The vast majority of government support for childcare spaces comes in the form of operating grants for existing spaces. This is, as already discussed, on top of generous tax support. For childcare, the serious policy gap in Canada is about the creation of new spaces—specifically the need for new money directed towards the capital cost of constructing new spaces.
A significant challenge for current policies in terms of creating new spaces is determining where those spaces are most needed. Providing equal per capita supports across jurisdictions ignores the reality that some places have higher demand for childcare based on the number of young children. Providing equal supports to existing providers risks increasing funding for existing spaces rather than focusing incremental dollars on building new spaces where that demand is greatest.
Funding for new spaces also needs to recognize cost differences in where these new spaces are provided. The cost of a new space in Toronto or Vancouver is not the same as the cost of a new space in Thunder Bay or Prince George. In addition, costs of childcare spaces in remote communities may also present special financial and other challenges. Varying payments based on cost of provision is not a novel idea for social service provision.
Another growing challenge, particularly in Canada’s largest centres, is finding a childcare space when a family has a new child. The City of Toronto, for example, operates its own early learning and childcare services registration program because those programs have waitlists. There is also a Toronto New Mom Blog that urges new moms to “put your name on a waiting list while you are pregnant, as the waiting list for some of the centres is around a year and 2 months.

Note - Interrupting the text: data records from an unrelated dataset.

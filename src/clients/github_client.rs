/// 仓库内容 API 客户端
///
/// 封装所有与仓库内容 API 相关的调用逻辑
use reqwest::header::USER_AGENT;
use serde_json::Value;
use tracing::debug;

use crate::config::Config;
use crate::error::{AppError, AppResult, RetrievalError};
use crate::models::{RepoFileRef, RepoRef};

/// 请求标识（内容 API 拒绝匿名无 UA 的客户端）
const CLIENT_USER_AGENT: &str = "repo-exam/0.1";

/// 仓库内容 API 客户端
pub struct GithubClient {
    http: reqwest::Client,
    base_url: String,
}

impl GithubClient {
    /// 创建新的仓库客户端
    pub fn new(config: &Config) -> Self {
        Self {
            http: reqwest::Client::new(),
            base_url: config.github_api_base_url.clone(),
        }
    }

    /// 列出仓库某一路径下的条目
    ///
    /// # 参数
    /// - `repo`: 仓库引用
    /// - `path`: 仓库内路径（根目录传空字符串）
    ///
    /// # 返回
    /// 返回该路径下的文件/目录清单；响应体不是数组时返回空清单
    pub async fn list_contents(&self, repo: &RepoRef, path: &str) -> AppResult<Vec<RepoFileRef>> {
        let url = format!(
            "{}/{}/{}/contents/{}",
            self.base_url, repo.owner, repo.repo, path
        );
        debug!("列出仓库内容: {}", url);

        let response = self
            .http
            .get(&url)
            .header(USER_AGENT, CLIENT_USER_AGENT)
            .send()
            .await
            .map_err(|e| AppError::retrieval_request_failed(&url, e))?;

        let status = response.status();
        if !status.is_success() {
            return Err(AppError::retrieval_bad_status(&url, status.as_u16()));
        }

        let body: Value = response.json().await.map_err(|e| {
            AppError::Retrieval(RetrievalError::BodyParseFailed {
                url: url.clone(),
                source: e.into(),
            })
        })?;

        Ok(parse_contents(body))
    }

    /// 下载单个文件的原始文本
    ///
    /// 远端返回非成功状态码时报错，由调用方决定如何处理
    pub async fn fetch_raw(&self, download_url: &str) -> AppResult<String> {
        debug!("下载文件: {}", download_url);

        let response = self
            .http
            .get(download_url)
            .header(USER_AGENT, CLIENT_USER_AGENT)
            .send()
            .await
            .map_err(|e| AppError::retrieval_request_failed(download_url, e))?;

        let status = response.status();
        if !status.is_success() {
            return Err(AppError::retrieval_bad_status(download_url, status.as_u16()));
        }

        response.text().await.map_err(|e| {
            AppError::Retrieval(RetrievalError::BodyParseFailed {
                url: download_url.to_string(),
                source: e.into(),
            })
        })
    }
}

/// 将内容 API 的响应体解析为清单条目
///
/// 非数组响应（例如单文件对象或错误对象）返回空清单；
/// 无法解析的条目直接跳过
pub fn parse_contents(body: Value) -> Vec<RepoFileRef> {
    match body {
        Value::Array(items) => items
            .into_iter()
            .filter_map(|item| serde_json::from_value::<RepoFileRef>(item).ok())
            .collect(),
        _ => Vec::new(),
    }
}

#[cfg(test)]
mod tests {
    use super::*;
    use serde_json::json;

    #[test]
    fn test_parse_contents_array() {
        let body = json!([
            {
                "name": "README.md",
                "path": "README.md",
                "download_url": "https://example.com/raw/README.md",
                "type": "file"
            },
            {
                "name": "docs",
                "path": "docs",
                "download_url": null,
                "type": "dir"
            }
        ]);
        let entries = parse_contents(body);
        assert_eq!(entries.len(), 2);
        assert!(entries[0].is_file());
        assert!(entries[1].is_dir());
        assert!(entries[1].download_url.is_none());
    }

    #[test]
    fn test_parse_contents_non_array_yields_empty() {
        assert!(parse_contents(json!({"message": "Not Found"})).is_empty());
        assert!(parse_contents(json!("oops")).is_empty());
        assert!(parse_contents(Value::Null).is_empty());
    }

    #[test]
    fn test_parse_contents_skips_malformed_entries() {
        let body = json!([
            { "name": "ok.md", "path": "ok.md", "download_url": "u", "type": "file" },
            { "unexpected": true }
        ]);
        let entries = parse_contents(body);
        assert_eq!(entries.len(), 1);
        assert_eq!(entries[0].name, "ok.md");
    }
}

At most hospitals in Canada, when a new baby is born, that child is registered with the provincial and federal government so that the many and generous child benefits available from both governments begin to flow immediately.
I propose to add one more.
A Proposed Childcare Voucher
I propose that when a baby is born, the parents are given a one-time voucher that they can bring to their childcare facility. That voucher would enable a one-time payment to flow to that childcare facility on the first birthday of that child. This would be a one-time payment only and align with recent changes to maternity/paternity benefits.
The purpose of the voucher is not to assist with the operating expenditures of existing or new childcare spaces but rather provide an injection of capital for the purposes of creating new spaces. Therefore, the dollars should flow as a single lump sum on the first birthday of the child.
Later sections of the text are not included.